*** Opening of SUPPLIED DATA ***

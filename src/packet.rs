//! Transport Stream packet accessor layer.
//!
//! Bit-exact read/write of the fixed-position header fields of a 188-octet
//! TS packet (ISO/IEC 13818-1, 2.4.3), with no heap allocation.

use crate::clock::Pcr;

/// Size of a TS packet in bytes.
pub const PACKET_SIZE: usize = 188;

/// TS packet sync byte.
pub const SYNC_BYTE: u8 = 0x47;

/// Highest valid PID value. 8192 is reserved as "no PID".
pub const MAX_PID: u16 = 8191;

/// Transport Scrambling Control field values.
#[derive(Debug, Clone, Copy, PartialEq, Eq)]
pub enum ScramblingControl {
    NotScrambled,
    ScrambledEvenKey, // 10
    ScrambledOddKey,  // 11
}

/// Borrowed, read-only view of one 188-byte TS packet.
///
/// Wraps a caller-owned buffer without copying; the slicer hands these out
/// directly over its input chunks.
#[derive(Clone, Copy)]
pub struct TsRef<'a> {
    data: &'a [u8],
}

impl<'a> TsRef<'a> {
    /// Wraps a raw packet buffer.
    ///
    /// # Panics
    ///
    /// Panics if `data` is not exactly [`PACKET_SIZE`] bytes. Packet indices
    /// are fixed by the wire format, so a short buffer is a programming
    /// error, not a recoverable condition.
    pub fn new(data: &'a [u8]) -> TsRef<'a> {
        assert_eq!(data.len(), PACKET_SIZE, "TS packet must be 188 bytes");
        TsRef { data }
    }

    /// Returns the raw packet bytes.
    pub fn as_bytes(&self) -> &'a [u8] {
        self.data
    }

    /// Returns the 13-bit packet identifier.
    pub fn pid(&self) -> u16 {
        u16::from_be_bytes([self.data[1], self.data[2]]) & 0x1FFF
    }

    /// Returns the 4-bit continuity counter.
    pub fn cc(&self) -> u8 {
        self.data[3] & 0x0F
    }

    /// Checks the continuity counter against the previous value.
    /// True iff the counter equals `previous + 1` mod 16.
    pub fn check_cc(&self, previous: u8) -> bool {
        self.cc() == (previous + 1) & 0x0F
    }

    /// Payload Unit Start Indicator: a new section or PES packet begins in
    /// this packet's payload.
    pub fn has_pusi(&self) -> bool {
        (self.data[1] & 0x40) != 0
    }

    /// Transport Error Indicator.
    pub fn has_tei(&self) -> bool {
        (self.data[1] & 0x80) != 0
    }

    /// Adaptation field flag.
    pub fn has_af(&self) -> bool {
        (self.data[3] & 0x20) != 0
    }

    /// Payload flag.
    pub fn has_payload(&self) -> bool {
        (self.data[3] & 0x10) != 0
    }

    /// Size of the packet header: 4 bytes, or 5 plus the adaptation field
    /// length when the adaptation field flag is set.
    pub fn header_size(&self) -> usize {
        if !self.has_af() {
            4
        } else {
            4 + 1 + self.data[4] as usize
        }
    }

    /// Returns the payload, or `None` when the payload flag is clear, the
    /// error indicator is set, or the adaptation field overruns the packet.
    pub fn payload(&self) -> Option<&'a [u8]> {
        if !self.has_payload() || self.has_tei() {
            return None;
        }

        let s = self.header_size();
        if s >= PACKET_SIZE {
            return None;
        }

        Some(&self.data[s..PACKET_SIZE])
    }

    /// Returns the adaptation field without its length byte.
    pub fn af(&self) -> Option<&'a [u8]> {
        let s = self.header_size();
        if s == 4 || s > PACKET_SIZE {
            return None;
        }

        Some(&self.data[5..s])
    }

    /// Decodes the 2-bit Transport Scrambling Control field.
    pub fn tsc(&self) -> ScramblingControl {
        match (self.data[3] & 0xC0) >> 6 {
            2 => ScramblingControl::ScrambledEvenKey,
            3 => ScramblingControl::ScrambledOddKey,
            _ => ScramblingControl::NotScrambled,
        }
    }

    /// True if the PCR flag is set in the adaptation field.
    /// The packet must carry an adaptation field of at least one byte.
    pub fn has_pcr(&self) -> bool {
        (self.data[5] & 0x10) != 0
    }

    /// Reads the PCR value from the adaptation field.
    /// The packet must carry an adaptation field with the PCR fields present.
    pub fn pcr(&self) -> Pcr {
        let d = self.data;
        let base = ((d[6] as u64) << 25)
            | ((d[7] as u64) << 17)
            | ((d[8] as u64) << 9)
            | ((d[9] as u64) << 1)
            | ((d[10] as u64) >> 7);
        let ext = (((d[10] & 0x01) as u64) << 8) | d[11] as u64;

        Pcr(base * 300 + ext)
    }
}

/// Owned, writable 188-byte TS packet buffer.
#[derive(Clone, PartialEq, Eq)]
pub struct TsPacket {
    data: [u8; PACKET_SIZE],
}

impl TsPacket {
    /// The null packet: PID 0x1FFF, payload all stuffing bytes.
    pub const NULL: TsPacket = {
        let mut data = [0xFF_u8; PACKET_SIZE];
        data[0] = SYNC_BYTE;
        data[1] = 0x1F;
        data[2] = 0xFF;
        data[3] = 0x10;
        TsPacket { data }
    };

    /// Allocates a new zeroed packet with the sync byte and PID set.
    pub fn new(pid: u16) -> TsPacket {
        let mut packet = TsPacket {
            data: [0; PACKET_SIZE],
        };
        packet.data[0] = SYNC_BYTE;
        packet.set_pid(pid);
        packet
    }

    /// Read-only view of this packet.
    pub fn view(&self) -> TsRef<'_> {
        TsRef { data: &self.data }
    }

    pub fn as_bytes(&self) -> &[u8; PACKET_SIZE] {
        &self.data
    }

    /// Raw mutable access for writers that lay out payload bytes directly,
    /// such as the section packetizer.
    pub fn as_mut_bytes(&mut self) -> &mut [u8; PACKET_SIZE] {
        &mut self.data
    }

    pub fn pid(&self) -> u16 {
        self.view().pid()
    }

    /// Sets the PID, preserving the top 3 bits of the containing octet.
    pub fn set_pid(&mut self, pid: u16) {
        let v = (pid & 0x1FFF) | ((self.data[1] & 0xE0) as u16) << 8;
        self.data[1..3].copy_from_slice(&v.to_be_bytes());
    }

    pub fn cc(&self) -> u8 {
        self.view().cc()
    }

    pub fn set_cc(&mut self, cc: u8) {
        self.data[3] = (self.data[3] & 0xF0) | (cc & 0x0F);
    }

    /// Increments the continuity counter mod 16.
    pub fn increment_cc(&mut self) {
        let cc = self.cc() + 1;
        self.set_cc(cc);
    }

    pub fn has_pusi(&self) -> bool {
        self.view().has_pusi()
    }

    pub fn set_pusi(&mut self) {
        self.data[1] |= 0x40;
    }

    pub fn clear_pusi(&mut self) {
        self.data[1] &= !0x40;
    }

    pub fn has_payload(&self) -> bool {
        self.view().has_payload()
    }

    pub fn set_payload(&mut self) {
        self.data[3] |= 0x10;
    }

    pub fn has_af(&self) -> bool {
        self.view().has_af()
    }

    pub fn set_af(&mut self) {
        self.data[3] |= 0x20;
    }

    pub fn clear_af(&mut self) {
        self.data[3] &= !0x20;
    }

    pub fn header_size(&self) -> usize {
        self.view().header_size()
    }

    pub fn payload(&self) -> Option<&[u8]> {
        self.view().payload()
    }

    /// Sets the PCR flag and writes the PCR value into the adaptation field.
    /// The packet must already carry an adaptation field of sufficient length.
    pub fn set_pcr(&mut self, value: Pcr) {
        self.data[5] |= 0x10; // PCR_flag

        let base = value.0 / 300;
        let ext = value.0 % 300;

        self.data[6] = (base >> 25) as u8;
        self.data[7] = (base >> 17) as u8;
        self.data[8] = (base >> 9) as u8;
        self.data[9] = (base >> 1) as u8;
        self.data[10] = (((base << 7) & 0x80) as u8) | 0x7E | (((ext >> 8) & 0x01) as u8);
        self.data[11] = ext as u8;
    }

    /// Fills an incomplete packet with adaptation field stuffing bytes.
    ///
    /// `size` is the number of bytes currently used (header plus payload).
    /// The payload is right-justified against the end of the packet and the
    /// gap is covered by an adaptation field of 0xFF stuffing, extending an
    /// existing adaptation field if present. Mutates in place; calling it
    /// twice on the same buffer is not meaningful.
    pub fn fill(&mut self, size: usize) {
        let mut header_size = self.header_size();

        let payload_size = size - header_size;
        let offset = PACKET_SIZE - payload_size;
        self.data.copy_within(header_size..size, offset);

        if header_size == 4 {
            // Synthesize an adaptation field
            self.data[3] |= 0x20;
            header_size += 1;

            if header_size < offset {
                self.data[5] = 0x00;
                header_size += 1;
            }
        }

        for b in &mut self.data[header_size..offset] {
            *b = 0xFF;
        }

        self.data[4] = (PACKET_SIZE - 4 - 1 - payload_size) as u8;
    }
}

impl std::fmt::Debug for TsPacket {
    fn fmt(&self, f: &mut std::fmt::Formatter<'_>) -> std::fmt::Result {
        f.debug_struct("TsPacket")
            .field("pid", &self.pid())
            .field("cc", &self.cc())
            .field("pusi", &self.has_pusi())
            .finish()
    }
}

*** Close of SUPPLIED DATA ***

» **EXERCISE BRIEF**
Among the records above, a stretch begins at the line containing "pub fn af(&self)" and ends at the line containing "Scrambling Control field.". Restate that stretch word for word, and nothing else.

» **SOLUTION TO THE EXERCISE**
    pub fn af(&self) -> Option<&'a [u8]> {
        let s = self.header_size();
        if s == 4 || s > PACKET_SIZE {
            return None;
        }

        Some(&self.data[5..s])
    }

    /// Decodes the 2-bit Transport Scrambling Control field.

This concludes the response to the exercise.